Любопытно, что Ефим Бершин сам себе справедливо возражает в другом месте: “Маленькие страны в современном мире не могут быть независимыми. Они могут выбирать только ту или иную зависимость”. Верно. Приднестровью независимость не светит.
Что же делать? Прежде всего — не поддаваться страстям, не брать одну сторону. (Недаром Есенин писал: “Если тронешь страсти в человеке, то, конечно, правды не найдешь!”) Всегда и всюду виноваты обе стороны. История мало интересуется тем, кто больше виноват, кто меньше. История решает конфликты либо силой, либо компромиссом. Весьма прискорбно, что в наши дни появились новые границы на Балканах, в Восточной Европе, в Азии. Западная Европа как раз подает пример осторожной межгосударственной интеграции, устранения перегородок. Две мировые войны научили ее сосуществованию и даже содружеству. Остается только мечтать о том политическом, экономическом и культурном развитии мира, когда границы станут все более и более прозрачными, условными, а граждане — все более свободными и независимыми. Когда-то нас пичкали лозунгом об удовлетворении постоянно растущих потребностей… и т.д. Упаси нас Господь от постоянно растущих национальных интересов тех или иных государств! Если компромиссное решение приднестровского спора еще не созрело, придется ждать. Терпеливо и как угодно долго. Я лично не могу рассматривать эту ситуацию вне того, что происходит на всем постсоветском пространстве. Я думаю, что центробежные силы уже исчерпались, наступает более или менее длительный период неустойчивого равновесия. Роль России будет возрастать, и если она не повторит имперских дикостей прошлого, то к ней потянутся соседи и друзья.

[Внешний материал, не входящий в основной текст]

//! Category API Handlers

use axum::{Json, extract::State};

use crate::auth::CurrentUser;
use crate::core::ServerState;
use crate::db::repository::category;
use crate::utils::AppResult;
use shared::models::Category;

/// GET /categories - 获取当前租户的菜单分类
pub async fn list(
    State(state): State<ServerState>,
    user: CurrentUser,
) -> AppResult<Json<Vec<Category>>> {
    let categories = category::find_all(&state.pool, user.restaurant_id).await?;
    Ok(Json(categories))
}
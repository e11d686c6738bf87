//! Menu Item Repository

use super::{RepoError, RepoResult};
use shared::models::{MenuItem, MenuItemCreate};
use sqlx::SqlitePool;

const MENU_ITEM_SELECT: &str =
    "SELECT id, restaurant_id, category_id, name, description, price, availability FROM menu_item";

/// List available items. Availability filtering happens here, server-side;
/// the tenant scope applies when `restaurant_id` is set.
pub async fn find_available(
    pool: &SqlitePool,
    restaurant_id: Option<i64>,
) -> RepoResult<Vec<MenuItem>> {
    let rows = match restaurant_id {
        Some(rid) => {
            let sql = format!(
                "{MENU_ITEM_SELECT} WHERE availability = 1 AND restaurant_id = ? ORDER BY name"
            );
            sqlx::query_as::<_, MenuItem>(&sql).bind(rid).fetch_all(pool).await?
        }
        None => {
            let sql = format!("{MENU_ITEM_SELECT} WHERE availability = 1 ORDER BY name");
            sqlx::query_as::<_, MenuItem>(&sql).fetch_all(pool).await?
        }
    };
    Ok(rows)
}

/// Fetch one item regardless of availability (internal use)
pub async fn find_by_id(pool: &SqlitePool, id: i64) -> RepoResult<Option<MenuItem>> {
    let sql = format!("{MENU_ITEM_SELECT} WHERE id = ?");
    let row = sqlx::query_as::<_, MenuItem>(&sql)
        .bind(id)
        .fetch_optional(pool)
        .await?;
    Ok(row)
}

/// Fetch one available item (browse surface)
pub async fn find_available_by_id(pool: &SqlitePool, id: i64) -> RepoResult<Option<MenuItem>> {
    let sql = format!("{MENU_ITEM_SELECT} WHERE id = ? AND availability = 1");
    let row = sqlx::query_as::<_, MenuItem>(&sql)
        .bind(id)
        .fetch_optional(pool)
        .await?;
    Ok(row)
}

pub async fn create(pool: &SqlitePool, data: MenuItemCreate) -> RepoResult<MenuItem> {
    if !data.price.is_finite() || data.price < 0.0 {
        return Err(RepoError::Validation(format!(
            "price must be non-negative, got {}",
            data.price
        )));
    }
    let id = shared::util::snowflake_id();
    sqlx::query(
        "INSERT INTO menu_item (id, restaurant_id, category_id, name, description, price, availability) \
         VALUES (?1, ?2, ?3, ?4, ?5, ?6, ?7)",
    )
    .bind(id)
    .bind(data.restaurant_id)
    .bind(data.category_id)
    .bind(&data.name)
    .bind(&data.description)
    .bind(data.price)
    .bind(data.availability)
    .execute(pool)
    .await?;
    find_by_id(pool, id)
        .await?
        .ok_or_else(|| RepoError::Database("Failed to create menu item".into()))
}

Замечательно (как истинный поэт) Бершин восклицает:
“С чего началось-то?… С тех ли политиков, которые не ведают, что творят, зубами вгрызались в засахаренную баранку власти?… Трагедии никогда не имеют зримого начала. Трагедии никогда не имеют разумных причин, потому что, как правило, являются следствием чьего-либо безумия… А то, что официально считается причиной — передел сфер влияния, завоевание новых рынков — тоже не может считаться таковой. Потому что никакой рынок, никакая власть, никакая экономика не стоят человеческого мизинца”.
Истинно так! Присоединяюсь и подписываюсь.